September 23, 1845
Armagh, County Armagh
MANSLAUGHTER.—On Monday morning last, about nine or ten o’clock, a man named Henry Convery was killed, in the neighbourhood of Poyntzpass. It appears that the deceased had gone into a field in which reapers were employed, and which adjoined his own land, and commenced a conversation with them, in the course of which he gave some offence to a young man named Michael Flannigan, when a scuffle commenced between the two parties, which was terminated by Flannigan giving Convery a desperate cut with his shearing-hook in the inside of the right thigh, which severed the main artery ; and although medical aid was shortly on the spot, it was unavailing. The wounded man died about half-an-hour after the scuffle, from an effusion of blood. An inquest was held on the evening of the same day, at which George Henry, Esq., County Coroner ; Colonel Close, J.P., and Peter Quinn, Esq., J.P., presided. The Jury, on a full consideration of the circumstances of the case, returned a verdict of “Manslaughter” against Michael Flannigan, who is now fully committed to Armagh Gaol, to stand his trial at the ensuing Assizes.—Newry Telegraph.
A FEMALE CANNIBAL.—On Thursday, Mr. DAVID ALDERDICE, a respectable pawnbroker in Charlemont, had a dispute with a woman about a forfeited pledge, whom, on account of her violent conduct, he endeavoured to eject from the shop. While in the act of so doing the infuriated tigress sprung on the old gentleman with a savage growl and seized one of his thumbs in her ruthless fangs. Poor Mr. ALDERDICE, convulsed with agony, cried loudly for assistance, but was obliged to pummel the vampire (which, for a septuagenarian, he did to admiration) with the hand that was at liberty, before he could be rescued from her blood-thirsty clutches. She was finally removed by the police, and committed by W. OLPHERTS, Esq., J.P., to Armagh gaol—a sorry consolation to Mr. ALDERDICE, who continues to labour under the terrors of lock-jaw.
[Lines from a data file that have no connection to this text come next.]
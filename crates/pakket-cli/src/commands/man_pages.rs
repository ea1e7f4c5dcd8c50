use super::EXIT_SUCCESS;
use clap::CommandFactory;
use std::path::Path;

pub fn run<C: CommandFactory>(dir: &Path) -> Result<u8, String> {
    std::fs::create_dir_all(dir).map_err(|e| format!("failed to create dir: {e}"))?;
    let cmd = C::command();
    let man = clap_mangen::Man::new(cmd.clone());
    let mut buf = Vec::new();
    man.render(&mut buf)
        .map_err(|e| format!("man page render failed: {e}"))?;
    let path = dir.join("pakket.1");
    std::fs::write(&path, &buf).map_err(|e| format!("failed to write {}: {e}", path.display()))?;
    for sub in cmd.get_subcommands() {
        let sub_name = format!("pakket-{}", sub.get_name());
        let man = clap_mangen::Man::new(sub.clone());
        let mut buf = Vec::new();
        man.render(&mut buf)
            .map_err(|e| format!("man page render failed: {e}"))?;
        let path = dir.join(format!("{sub_name}.1"));
        std::fs::write(&path, &buf)
            .map_err(|e| format!("failed to write {}: {e}", path.display()))?;
    }
    println!("man pages written to {}", dir.display());
    Ok(EXIT_SUCCESS)
}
INQUEST.—On Tuesday last GEORGE HENRY, Esq., Coroner, held an inquest in Armagh gaol, on the body of a prisoner named ELIZA M’KENNA, aged 85 years, who died suddenly. A verdict of death from natural causes was returned.
| A MAN DROWNED TO SAVE A PENNY.—An
inquest was held at the Ferry Boat, Mexbro’, on view of the body of
Henry Graham, an Irish labourer from Armagh. It appeared in evidence,
that deceased, along with four other Irishmen, had been shearing
several days for Mr. Dickson, of Mexbro’, and on the previous day
(Sunday) were proceeding in the afternoon to Laughton-en-le-Morten, to
harvest for Mr. Pigott ; four of the men crossed the river Dun, by the
ferry-boat, and paid the usual charge of one penny, but it appears that
Graham (who was of so close and saving a disposition), rather than pay
the penny, went some distance below the ferry, and was attempting to
cross the river Dun on some stones, when he slipped off and fell into
deep water, and was unfortunately drowned in the presence of his
companions, the ferryman, and others, without their being able to
render him any assistance. The body was got out in about twenty
minutes, and every means used by Dr. Woollam to restore animation, but
without effect. It may be remarked that the deceased had lived for
three weeks on 6s. 8d. ; and that he had 3l. 6s. 6d. in money in his
pockets, and left 10l. in the hands of a person at Marsden, near
Huddersfield, for whom he had been working. A verdict of accidentally
drowned” [sic] was recorded.—Doncaster
ANOTHER IRISHMAN KILLED.—An Irish labourer, named Samuel Manly, was on Monday afternoon found dead in the road above Broom-bar, Rotherham. On the inquest, it transpired that in preference to going to a lodging-house, he had slept in a grass field on Sunday night, with nearly 2l. in his pocket, and having been almost perished by the cold, he crawled into the road, where he died. The jury returned a verdict in accordance with these facts.—Ibid.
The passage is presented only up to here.